Bir kumarhaneye yaptığı cüretkâr bir baskın sırasında, meşhur gangster Albert White’ın sevgilisi, erişilmez Emma ile karşılaşır. Birbirlerine olan tutkuları ve güç arzularıyla bir araya gelen Emma ile Joe, gizli bir aşk yaşamaya başlarlar. Fakat para, içki ve silahların dünyasında kimse güvenilir değildir.

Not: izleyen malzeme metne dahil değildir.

impl GoalProgressEngine {
    /// Pure progress computation; same algorithm as [`Self::recalculate`]
    /// without the write-back.
    pub fn preview(goal_id: i64, goals: &[Goal], tasks: &[Task]) -> Result<ProgressOutcome> {
        let index: HashMap<i64, &Goal> = goals.iter().map(|g| (g.id, g)).collect();
        if !index.contains_key(&goal_id) {
            return Err(Error::GoalNotFound(goal_id));
        }

        let mut children: HashMap<i64, Vec<i64>> = HashMap::new();
        for goal in goals {
            if let Some(parent_id) = goal.parent_goal_id {
                children.entry(parent_id).or_default().push(goal.id);
            }
        }

        // Direct task tallies per goal: (total, completed).
        let mut direct: HashMap<i64, (u64, u64)> = HashMap::new();
        for task in tasks {
            if let Some(gid) = task.parent_goal_id {
                let entry = direct.entry(gid).or_insert((0, 0));
                entry.0 += 1;
                if task.is_completed() {
                    entry.1 += 1;
                }
            }
        }

        let result = Self::rollup(goal_id, &index, &children, &direct)?;
        let value = result.value.round().clamp(0.0, 100.0) as u8;

        // Only a childless goal with no linked tasks has nothing to compute
        // from. A parent always derives a value from its children, even
        // when the whole subtree is task-free (unweighted fallback).
        let is_leaf = children.get(&goal_id).map_or(true, |c| c.is_empty());
        let has_tasks = direct.get(&goal_id).is_some_and(|&(total, _)| total > 0);
        if is_leaf && !has_tasks {
            Ok(ProgressOutcome::NoData(value))
        } else {
            Ok(ProgressOutcome::Computed(value))
        }
    }

    /// Recalculate a goal's progress and write it back through the record
    /// source, using the snapshot's version for the optimistic-concurrency
    /// check. A no-data result performs no write and returns the goal
    /// unchanged.
    pub fn recalculate(
        source: &dyn RecordSource,
        goal_id: i64,
        goals: &[Goal],
        tasks: &[Task],
    ) -> Result<Goal> {
        let outcome = Self::preview(goal_id, goals, tasks)?;
        // preview guarantees the id exists in the snapshot
        let snapshot = goals
            .iter()
            .find(|g| g.id == goal_id)
            .ok_or(Error::GoalNotFound(goal_id))?;

        match outcome {
            ProgressOutcome::NoData(_) => {
                tracing::debug!(goal_id, "No tasks or children, progress unchanged");
                Ok(snapshot.clone())
            }
            ProgressOutcome::Computed(value) => {
                let updated =
                    source.write_goal_progress(goal_id, value, Some(snapshot.version))?;
                tracing::info!(
                    goal_id,
                    progress = value,
                    previous = snapshot.progress_percentage,
                    "Goal progress recalculated"
                );
                Ok(updated)
            }
        }
    }

    /// Iterative post-order rollup with cycle detection.
    fn rollup(
        root: i64,
        index: &HashMap<i64, &Goal>,
        children: &HashMap<i64, Vec<i64>>,
        direct: &HashMap<i64, (u64, u64)>,
    ) -> Result<NodeResult> {
        let mut states: HashMap<i64, VisitState> = HashMap::new();
        let mut results: HashMap<i64, NodeResult> = HashMap::new();
        // Ancestor chain of the node being expanded, for cycle reporting.
        let mut path: Vec<i64> = Vec::new();
        let mut stack = vec![Step::Enter(root)];

        while let Some(step) = stack.pop() {
            match step {
                Step::Enter(id) => {
                    match states.get(&id) {
                        Some(VisitState::InProgress) => {
                            let start = path.iter().position(|&p| p == id).unwrap_or(0);
                            let cycle: Vec<i64> = path[start..].to_vec();
                            tracing::error!(?cycle, "Cycle detected in goal hierarchy");
                            return Err(Error::CyclicGoalHierarchy { cycle });
                        }
                        Some(VisitState::Done) => continue,
                        None => {}
                    }
                    // Links pointing outside the snapshot are data holes,
                    // not cycles; skip them.
                    if !index.contains_key(&id) {
                        continue;
                    }
                    states.insert(id, VisitState::InProgress);
                    path.push(id);
                    stack.push(Step::Exit(id));
                    if let Some(kids) = children.get(&id) {
                        for &child in kids.iter().rev() {
                            stack.push(Step::Enter(child));
                        }
                    }
                }
                Step::Exit(id) => {
                    states.insert(id, VisitState::Done);
                    path.pop();

                    let (task_total, task_completed) =
                        direct.get(&id).copied().unwrap_or((0, 0));
                    let kids: Vec<&NodeResult> = children
                        .get(&id)
                        .map(|ids| ids.iter().filter_map(|c| results.get(c)).collect())
                        .unwrap_or_default();

                    let result = if kids.is_empty() {
                        // Leaf: direct task completion, or carry the stored
                        // value with zero weight when no tasks are linked.
                        if task_total > 0 {
                            NodeResult {
                                value: task_completed as f64 / task_total as f64 * 100.0,
                                subtree_tasks: task_total,
                            }
                        } else {
                            let stored = index[&id].progress_percentage as f64;
                            NodeResult {
                                value: stored,
                                subtree_tasks: 0,
                            }
                        }
                    } else {
                        let weight_sum: u64 = kids.iter().map(|k| k.subtree_tasks).sum();
                        let value = if weight_sum > 0 {
                            kids.iter()
                                .map(|k| k.value * k.subtree_tasks as f64)
                                .sum::<f64>()
                                / weight_sum as f64
                        } else {
                            kids.iter().map(|k| k.value).sum::<f64>() / kids.len() as f64
                        };
                        NodeResult {
                            value,
                            subtree_tasks: task_total + weight_sum,
                        }
                    };
                    results.insert(id, result);
                }
            }
        }

        results
            .get(&root)
            .copied()
            .ok_or(Error::GoalNotFound(root))
    }

    /// Status/horizon counts and average active progress over a snapshot.
    pub fn summarize(goals: &[Goal]) -> GoalSummary {
        let mut summary = GoalSummary::default();
        let mut active_progress_sum = 0u64;

        for goal in goals {
            summary.total_goals += 1;
            match goal.status {
                GoalStatus::Active => {
                    summary.active_goals += 1;
                    active_progress_sum += goal.progress_percentage as u64;
                }
                GoalStatus::Completed => summary.completed_goals += 1,
                GoalStatus::OnHold => summary.on_hold_goals += 1,
                GoalStatus::Cancelled => summary.cancelled_goals += 1,
            }
            *summary
                .by_horizon
                .entry(goal.horizon.as_str().to_string())
                .or_insert(0) += 1;
        }

        if summary.active_goals > 0 {
            summary.average_progress = active_progress_sum as f64 / summary.active_goals as f64;
        }
        summary
    }
}
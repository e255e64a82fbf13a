//! Injected time source.
//!
//! All time-based classifications (trend halves, risk deficits, velocity
//! windows) take "now" from a [`Clock`] so they are deterministically
//! testable. The engine never reads ambient time.

use chrono::{DateTime, TimeZone, Utc};

/// Supplies the current instant to the engine.
pub trait Clock: Send + Sync {
    fn now(&self) -> DateTime<Utc>;
}

/// Production clock backed by the system time.
#[derive(Debug, Clone, Copy, Default)]
pub struct SystemClock;

impl Clock for SystemClock {
    fn now(&self) -> DateTime<Utc> {
        Utc::now()
    }
}

/// Clock pinned to a fixed instant, for tests.
#[derive(Debug, Clone, Copy)]
pub struct FixedClock(pub DateTime<Utc>);

impl FixedClock {
    /// Convenience constructor from a calendar date at midnight UTC.
    pub fn at(year: i32, month: u32, day: u32) -> Self {
        Self(Utc.with_ymd_and_hms(year, month, day, 0, 0, 0).unwrap())
    }
}

impl Clock for FixedClock {
    fn now(&self) -> DateTime<Utc> {
        self.0
    }
}
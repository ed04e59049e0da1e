use thiserror::Error;

#[derive(Error, Debug)]
pub enum AppError {
    #[error("{tool} executable not found in PATH. {hint}")]
    ToolNotAvailable { tool: &'static str, hint: String },

    #[error("Failed to connect to MongoDB: {0}")]
    ConnectionError(String),

    #[error("Insufficient permissions to list or read the requested databases")]
    InsufficientPermissions,

    #[error("Total backup size ({total} bytes) exceeds the maximum allowed size ({ceiling} bytes)")]
    SizeLimitExceeded { total: u64, ceiling: u64 },

    #[error("{tool} failed ({status}): {stderr}")]
    ToolExecutionError {
        tool: &'static str,
        status: String,
        stderr: String,
    },

    #[error("Uploaded file is not a valid ZIP archive: {0}")]
    InvalidArchive(String),

    #[error("Archive does not contain any mongodump data files (.bson / .metadata.json)")]
    UnrecognizedBackupFormat,

    #[error("Archive does not contain a backup directory")]
    EmptyArchive,

    #[error("Operation cancelled")]
    Cancelled,

    #[error("I/O error: {0}")]
    Io(#[from] std::io::Error),

    #[error("Archive error: {0}")]
    Zip(#[from] zip::result::ZipError),
}

pub type Result<T> = std::result::Result<T, AppError>;
pub(crate) mod archive;
pub mod job;
mod logic;
pub(crate) mod mongodump;

use mongodb::Client;
use std::path::Path;
use tokio_util::sync::CancellationToken;

use crate::config::AppConfig;
use crate::errors::Result;
use job::{BackupJob, BackupScope};

/// Public entry point for the backup process. Orchestrates sizing, export,
/// packaging and cleanup for a single job. `mongodump` is the tool path
/// resolved once at startup.
pub async fn run_backup_flow(
    client: &Client,
    uri: &str,
    config: &AppConfig,
    mongodump: &Path,
    scope: BackupScope,
    cancel: &CancellationToken,
) -> Result<BackupJob> {
    logic::run_backup(client, uri, config, mongodump, scope, cancel).await
}
mod logic;
pub(crate) mod mongorestore;

use std::path::Path;

use crate::errors::Result;

/// Public entry point for the restore process. Validates and extracts the
/// uploaded archive, then loads it into `target_db`. `mongorestore` is the
/// tool path resolved once at startup; progress lines from the tool are
/// handed to `on_line` as they arrive.
pub async fn run_restore_flow(
    uri: &str,
    mongorestore: &Path,
    archive_path: &Path,
    target_db: &str,
    on_line: impl FnMut(&str),
) -> Result<()> {
    logic::run_restore(uri, mongorestore, archive_path, target_db, on_line).await
}
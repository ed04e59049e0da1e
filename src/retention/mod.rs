//! Background retention sweep.
//!
//! Periodically deletes entries under the backup root that match the backup
//! naming convention and have outlived the retention window. Cleanup is
//! eventually consistent: an artifact is gone within one retention window
//! plus one sweep interval, not exactly at expiry.

use std::fs;
use std::io;
use std::path::{Path, PathBuf};
use std::time::{Duration, SystemTime};
use tokio::task::JoinHandle;
use tokio_util::sync::CancellationToken;
use tracing::{info, warn};

use crate::backup::job::BACKUP_PREFIX;

/// Starts the sweeper task. It runs until `shutdown` is cancelled; dropping
/// the handle does not stop it.
pub fn spawn_sweeper(
    backup_root: PathBuf,
    retention: Duration,
    interval: Duration,
    shutdown: CancellationToken,
) -> JoinHandle<()> {
    tokio::spawn(async move {
        let mut ticker = tokio::time::interval(interval);
        ticker.set_missed_tick_behavior(tokio::time::MissedTickBehavior::Delay);
        loop {
            tokio::select! {
                _ = shutdown.cancelled() => {
                    info!("retention sweeper stopped");
                    break;
                }
                _ = ticker.tick() => {
                    if let Err(e) = sweep_once(&backup_root, retention) {
                        warn!(error = %e, "retention sweep failed");
                    }
                }
            }
        }
    })
}

/// One sweep cycle. Per-entry failures are logged and skipped; a failing
/// entry never stops the sweep. A missing backup root is not an error.
pub fn sweep_once(backup_root: &Path, retention: Duration) -> io::Result<()> {
    let entries = match fs::read_dir(backup_root) {
        Ok(entries) => entries,
        Err(e) if e.kind() == io::ErrorKind::NotFound => return Ok(()),
        Err(e) => return Err(e),
    };

    let now = SystemTime::now();
    for entry in entries {
        let entry = match entry {
            Ok(entry) => entry,
            Err(e) => {
                warn!(error = %e, "skipping unreadable directory entry");
                continue;
            }
        };
        let name = entry.file_name();
        let name = name.to_string_lossy();
        if !name.starts_with(BACKUP_PREFIX) {
            continue;
        }

        // The entry may vanish between listing and stat when racing a job's
        // own cleanup; treat that as already done.
        let Ok(metadata) = entry.metadata() else {
            continue;
        };
        let Ok(created) = metadata.created().or_else(|_| metadata.modified()) else {
            continue;
        };
        if !is_expired(created, now, retention) {
            continue;
        }

        let path = entry.path();
        let removal = if metadata.is_dir() {
            fs::remove_dir_all(&path)
        } else {
            fs::remove_file(&path)
        };
        match removal {
            Ok(()) => info!(entry = %path.display(), "removed expired backup"),
            Err(e) if e.kind() == io::ErrorKind::NotFound => {}
            Err(e) => warn!(entry = %path.display(), error = %e, "failed to remove expired backup"),
        }
    }
    Ok(())
}

fn is_expired(created: SystemTime, now: SystemTime, retention: Duration) -> bool {
    now.duration_since(created)
        .map(|age| age > retention)
        .unwrap_or(false)
}
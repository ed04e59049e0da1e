// mongobackup/src/restore/logic.rs
use std::io;
use std::path::{Path, PathBuf};
use tempfile::TempDir;
use tracing::info;

use crate::backup::archive;
use crate::errors::{AppError, Result};
use crate::restore::mongorestore;

/// Drives one restore: validate the upload, extract it into a per-attempt
/// staging directory, locate the dump inside it, and run mongorestore against
/// the target database.
///
/// The staging directory is a `TempDir`, so it is removed on every exit
/// path: success, tool failure, or an error mid-extraction.
pub async fn run_restore(
    uri: &str,
    mongorestore: &Path,
    archive_path: &Path,
    target_db: &str,
    mut on_line: impl FnMut(&str),
) -> Result<()> {
    let staging = TempDir::new()?;
    info!(staging = %staging.path().display(), "staging directory created");

    let (upload, dest) = (archive_path.to_path_buf(), staging.path().to_path_buf());
    tokio::task::spawn_blocking(move || stage_archive(&upload, &dest))
        .await
        .map_err(io::Error::other)??;

    // A bulk backup stages one directory per database; every one of them is
    // a restore source, not just the first.
    let dump_dirs = locate_backup_dirs(staging.path())?;
    if dump_dirs.len() > 1 {
        on_line(&format!(
            "archive contains {} database dumps; restoring each into '{}'",
            dump_dirs.len(),
            target_db
        ));
    }
    for dump_dir in &dump_dirs {
        info!(target = %target_db, dump = %dump_dir.display(), "running mongorestore");
        mongorestore::restore_directory(mongorestore, uri, target_db, dump_dir, &mut on_line)
            .await?;
    }

    info!(target = %target_db, "restore completed");
    Ok(())
}

/// Validates the upload (well-formed ZIP, mongodump structural signature) and
/// extracts it into `staging_dir`.
fn stage_archive(archive_path: &Path, staging_dir: &Path) -> Result<()> {
    let mut archive = archive::open_zip_archive(archive_path)?;
    if !archive::has_backup_signature(&mut archive) {
        return Err(AppError::UnrecognizedBackupFormat);
    }
    archive::extract_zip_archive(&mut archive, staging_dir)
}

/// Finds the top-level backup directories in the staging area, ignoring
/// platform-generated metadata entries. mongodump writes one directory per
/// database, so a multi-database archive yields several, in name order.
fn locate_backup_dirs(staging_dir: &Path) -> Result<Vec<PathBuf>> {
    let mut dirs = Vec::new();
    for entry in std::fs::read_dir(staging_dir)? {
        let entry = entry?;
        if !entry.file_type()?.is_dir() {
            continue;
        }
        let name = entry.file_name();
        let name = name.to_string_lossy();
        if name.starts_with('.') || name == "__MACOSX" {
            continue;
        }
        dirs.push(entry.path());
    }
    dirs.sort();
    if dirs.is_empty() {
        return Err(AppError::EmptyArchive);
    }
    Ok(dirs)
}

#[cfg(test)]
mod tests {
    use super::*;
    use std::fs::{self, File};
    use std::io::Write;
    use zip::ZipWriter;
    use zip::write::FileOptions;

    fn write_zip(path: &Path, entries: &[(&str, &[u8])]) {
        let file = File::create(path).unwrap();
        let mut writer = ZipWriter::new(file);
        for (name, data) in entries {
            writer.start_file(*name, FileOptions::default()).unwrap();
            writer.write_all(data).unwrap();
        }
        writer.finish().unwrap();
    }

    #[test]
    fn test_stage_archive_extracts_valid_backup() -> Result<()> {
        let workdir = TempDir::new()?;
        let archive_path = workdir.path().join("upload.zip");
        write_zip(
            &archive_path,
            &[
                ("shop/orders.bson", b"\x05\x00\x00\x00\x00"),
                ("shop/orders.metadata.json", b"{}"),
            ],
        );

        let staging = TempDir::new()?;
        stage_archive(&archive_path, staging.path())?;
        assert!(staging.path().join("shop/orders.bson").is_file());

        let located = locate_backup_dirs(staging.path())?;
        assert_eq!(located, vec![staging.path().join("shop")]);
        Ok(())
    }

    #[test]
    fn test_stage_archive_rejects_unrelated_zip() {
        let workdir = TempDir::new().unwrap();
        let archive_path = workdir.path().join("upload.zip");
        write_zip(&archive_path, &[("report.pdf", b"%PDF"), ("notes.txt", b"hi")]);

        let staging = TempDir::new().unwrap();
        let result = stage_archive(&archive_path, staging.path());
        assert!(matches!(result, Err(AppError::UnrecognizedBackupFormat)));
        // Nothing was extracted.
        assert_eq!(fs::read_dir(staging.path()).unwrap().count(), 0);
    }

    #[test]
    fn test_stage_archive_rejects_garbage_bytes() {
        let workdir = TempDir::new().unwrap();
        let archive_path = workdir.path().join("upload.zip");
        fs::write(&archive_path, b"not a zip at all").unwrap();

        let staging = TempDir::new().unwrap();
        let result = stage_archive(&archive_path, staging.path());
        assert!(matches!(result, Err(AppError::InvalidArchive(_))));
    }

    #[test]
    fn test_locate_backup_dirs_ignores_platform_metadata() -> Result<()> {
        let staging = TempDir::new()?;
        fs::create_dir(staging.path().join("__MACOSX"))?;
        fs::create_dir(staging.path().join(".hidden"))?;
        fs::create_dir(staging.path().join("shop"))?;
        fs::write(staging.path().join("stray.txt"), b"x")?;

        assert_eq!(
            locate_backup_dirs(staging.path())?,
            vec![staging.path().join("shop")]
        );
        Ok(())
    }

    #[test]
    fn test_locate_backup_dirs_returns_every_database() -> Result<()> {
        let staging = TempDir::new()?;
        fs::create_dir(staging.path().join("shop"))?;
        fs::create_dir(staging.path().join("accounts"))?;

        assert_eq!(
            locate_backup_dirs(staging.path())?,
            vec![staging.path().join("accounts"), staging.path().join("shop")]
        );
        Ok(())
    }

    #[test]
    fn test_locate_backup_dirs_empty_archive() {
        let staging = TempDir::new().unwrap();
        fs::create_dir(staging.path().join("__MACOSX")).unwrap();

        let result = locate_backup_dirs(staging.path());
        assert!(matches!(result, Err(AppError::EmptyArchive)));
    }

    #[cfg(unix)]
    #[tokio::test]
    async fn test_multi_database_archive_restores_every_dump_dir() -> Result<()> {
        use std::os::unix::fs::PermissionsExt;

        let workdir = TempDir::new()?;
        let archive_path = workdir.path().join("upload.zip");
        write_zip(
            &archive_path,
            &[
                ("accounts/users.bson", b"\x05\x00\x00\x00\x00"),
                ("shop/orders.bson", b"\x05\x00\x00\x00\x00"),
            ],
        );

        // Fake tool records each invocation's arguments.
        let log = workdir.path().join("invocations.log");
        let tool = workdir.path().join("mongorestore");
        fs::write(
            &tool,
            format!("#!/bin/sh\necho \"$@\" >> {}\nexit 0\n", log.display()),
        )?;
        let mut perms = fs::metadata(&tool)?.permissions();
        perms.set_mode(0o755);
        fs::set_permissions(&tool, perms)?;

        let mut seen = Vec::new();
        run_restore(
            "mongodb://localhost:27017",
            &tool,
            &archive_path,
            "merged",
            |line| seen.push(line.to_string()),
        )
        .await?;

        let calls = fs::read_to_string(&log)?;
        assert_eq!(calls.lines().count(), 2);
        assert!(calls.lines().next().is_some_and(|l| l.contains("/accounts")));
        assert!(calls.lines().nth(1).is_some_and(|l| l.contains("/shop")));
        assert!(seen.iter().any(|l| l.contains("2 database dumps")));
        Ok(())
    }
}
// mongobackup/src/restore/mongorestore.rs
use std::io;
use std::path::{Path, PathBuf};
use std::process::Stdio;
use tokio::io::{AsyncBufReadExt, BufReader};
use tokio::process::Command;
use tracing::debug;
use which::which;

use crate::errors::{AppError, Result};

/// Finds the mongorestore executable in the system PATH.
pub fn find_mongorestore() -> Result<PathBuf> {
    which("mongorestore").map_err(|_| AppError::ToolNotAvailable {
        tool: "mongorestore",
        hint: crate::backup::mongodump::install_hint(),
    })
}

/// Runs mongorestore, loading `dump_dir` into `target_db`. Existing data in
/// the target is merged, not replaced (no --drop).
///
/// The tool writes its progress to stderr; every line is handed to `on_line`
/// as it arrives. The stream is read to EOF before waiting on the exit
/// status, so a full pipe can never wedge the tool.
pub async fn restore_directory(
    mongorestore: &Path,
    uri: &str,
    target_db: &str,
    dump_dir: &Path,
    mut on_line: impl FnMut(&str),
) -> Result<()> {
    debug!(target = %target_db, source = %dump_dir.display(), "invoking mongorestore");

    let mut child = Command::new(mongorestore)
        .arg(format!("--uri={}", uri))
        .arg(format!("--db={}", target_db))
        .arg(dump_dir)
        .stdin(Stdio::null())
        .stdout(Stdio::null())
        .stderr(Stdio::piped())
        .spawn()?;

    let stderr = child
        .stderr
        .take()
        .ok_or_else(|| io::Error::other("mongorestore stderr was not captured"))?;

    let mut captured = Vec::new();
    let mut lines = BufReader::new(stderr).lines();
    while let Some(line) = lines.next_line().await? {
        on_line(&line);
        captured.push(line);
    }

    let status = child.wait().await?;
    if !status.success() {
        return Err(AppError::ToolExecutionError {
            tool: "mongorestore",
            status: status.to_string(),
            stderr: captured.join("\n"),
        });
    }
    Ok(())
}
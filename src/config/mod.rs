// mongobackup/src/config/mod.rs
use anyhow::{Context, Result};
use serde::Deserialize;
use std::fs;
use std::path::{Path, PathBuf};
use std::time::Duration;

pub const DEFAULT_BACKUP_ROOT: &str = "./backups";
pub const DEFAULT_MAX_BACKUP_SIZE_BYTES: u64 = 512 * 1024 * 1024;
pub const DEFAULT_RETENTION_HOURS: u64 = 1;
pub const DEFAULT_SWEEP_INTERVAL_SECS: u64 = 300;

/// Struct for deserializing config.json. Every field is optional; missing
/// fields fall back to the defaults above.
///
/// The MongoDB connection string is deliberately not part of this file; it
/// is read from the `MONGODB_URI` environment variable and never persisted.
#[derive(Debug, Clone, Default, Deserialize)]
pub struct RawJsonConfig {
    pub backup_root: Option<PathBuf>,
    pub max_backup_size_bytes: Option<u64>,
    pub retention_hours: Option<u64>,
    pub sweep_interval_secs: Option<u64>,
}

/// Application's internal, validated configuration.
#[derive(Debug, Clone)]
pub struct AppConfig {
    pub backup_root: PathBuf,
    pub max_backup_size: u64,
    pub retention: Duration,
    pub sweep_interval: Duration,
}

impl AppConfig {
    /// Loads configuration from a JSON file. A missing file is not an error:
    /// the tool runs with defaults.
    pub fn load_from_json(config_path: &Path) -> Result<Self> {
        let raw = if config_path.exists() {
            let config_content = fs::read_to_string(config_path).with_context(|| {
                format!("Failed to read config file at {}", config_path.display())
            })?;
            serde_json::from_str(&config_content).with_context(|| {
                format!(
                    "Failed to parse JSON from config file at {}",
                    config_path.display()
                )
            })?
        } else {
            RawJsonConfig::default()
        };
        Self::from_raw(raw)
    }

    fn from_raw(raw: RawJsonConfig) -> Result<Self> {
        let backup_root = raw
            .backup_root
            .unwrap_or_else(|| PathBuf::from(DEFAULT_BACKUP_ROOT));
        if backup_root.as_os_str().is_empty() {
            anyhow::bail!("backup_root cannot be empty in config.json");
        }

        let max_backup_size = raw
            .max_backup_size_bytes
            .unwrap_or(DEFAULT_MAX_BACKUP_SIZE_BYTES);
        if max_backup_size == 0 {
            anyhow::bail!("max_backup_size_bytes must be greater than zero");
        }

        let retention_hours = raw.retention_hours.unwrap_or(DEFAULT_RETENTION_HOURS);

        let sweep_interval_secs = raw
            .sweep_interval_secs
            .unwrap_or(DEFAULT_SWEEP_INTERVAL_SECS);
        if sweep_interval_secs == 0 {
            anyhow::bail!("sweep_interval_secs must be greater than zero");
        }

        Ok(AppConfig {
            backup_root,
            max_backup_size,
            retention: Duration::from_secs(retention_hours * 3600),
            sweep_interval: Duration::from_secs(sweep_interval_secs),
        })
    }
}

/// Reads the MongoDB connection string from the environment. The value is
/// passed straight to the driver and the external tools; it is never logged.
pub fn mongo_uri_from_env() -> Result<String> {
    std::env::var("MONGODB_URI")
        .context("MONGODB_URI must be set (the connection string is never read from config.json)")
}
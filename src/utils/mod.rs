/// Converts a byte count to a human-readable string.
pub fn format_bytes(size: u64) -> String {
    const UNITS: [&str; 5] = ["B", "KB", "MB", "GB", "TB"];

    if size < 1024 {
        return format!("{} B", size);
    }

    let mut value = size as f64;
    let mut unit = 0;
    while value >= 1024.0 && unit < UNITS.len() - 1 {
        value /= 1024.0;
        unit += 1;
    }
    format!("{:.2} {}", value, UNITS[unit])
}

#[cfg(test)]
mod tests {
    use super::*;

    #[test]
    fn test_format_bytes_plain_bytes() {
        assert_eq!(format_bytes(0), "0 B");
        assert_eq!(format_bytes(1023), "1023 B");
    }

    #[test]
    fn test_format_bytes_units() {
        assert_eq!(format_bytes(1024), "1.00 KB");
        assert_eq!(format_bytes(1536), "1.50 KB");
        assert_eq!(format_bytes(512 * 1024 * 1024), "512.00 MB");
        assert_eq!(format_bytes(3 * 1024 * 1024 * 1024), "3.00 GB");
    }

    #[test]
    fn test_format_bytes_caps_at_terabytes() {
        let two_pb = 2_u64 * 1024 * 1024 * 1024 * 1024 * 1024;
        assert_eq!(format_bytes(two_pb), "2048.00 TB");
    }
}
// mongobackup/src/backup/mongodump.rs
use std::path::{Path, PathBuf};
use tokio::process::Command;
use tracing::debug;
use which::which;

use crate::errors::{AppError, Result};

/// Finds the mongodump executable in the system PATH. Checked once at
/// startup so a missing tool fails before any job starts.
pub fn find_mongodump() -> Result<PathBuf> {
    which("mongodump").map_err(|_| AppError::ToolNotAvailable {
        tool: "mongodump",
        hint: install_hint(),
    })
}

/// Per-platform install guidance for the MongoDB Database Tools.
pub fn install_hint() -> String {
    if cfg!(target_os = "windows") {
        "Install MongoDB Database Tools from: https://www.mongodb.com/try/download/database-tools"
            .to_string()
    } else if cfg!(target_os = "macos") {
        "Install using Homebrew: brew install mongodb/brew/mongodb-database-tools".to_string()
    } else {
        "Install using apt: sudo apt-get install mongodb-database-tools".to_string()
    }
}

/// Runs mongodump against `out_dir`. With `db = Some(name)` a single
/// database is dumped; with `None` the tool runs in bulk mode and dumps
/// everything the connection can see.
///
/// The connection string goes only to the child process, never to the logs.
pub async fn dump_database(
    mongodump: &Path,
    uri: &str,
    db: Option<&str>,
    out_dir: &Path,
) -> Result<()> {
    let mut cmd = Command::new(mongodump);
    cmd.arg(format!("--uri={}", uri));
    if let Some(db) = db {
        cmd.arg(format!("--db={}", db));
    }
    cmd.arg(format!("--out={}", out_dir.display()));

    debug!(database = db.unwrap_or("<all>"), out = %out_dir.display(), "invoking mongodump");
    let output = cmd.output().await?;

    if !output.status.success() {
        return Err(AppError::ToolExecutionError {
            tool: "mongodump",
            status: output.status.to_string(),
            stderr: String::from_utf8_lossy(&output.stderr).trim().to_string(),
        });
    }
    Ok(())
}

Joe, hayatındaki tüm sıradışı olayların Emma Gould’la karşılaştığı o sabah başladığını fark edecektir. Meksika Körfezi’nde denize açılan bir teknede ayakları bir kova çimentoya batırılmış halde beklerken de bunu düşünmektedir. Boston’da başlayan yolculuğu Florida ve Küba’ya kadar uzanan bir aşk, şiddet ve intikam sarmalı olarak devam eder. Küçük bir soyguncuyken devrinin en büyük kaçakçısı haline gelen Joe’nun yoluna devam etmesini sağlayan şey sadece güç ve şöhret değildir. Emma’nın gözleri, içindeki ateşi hâlâ canlı tutmaktadır.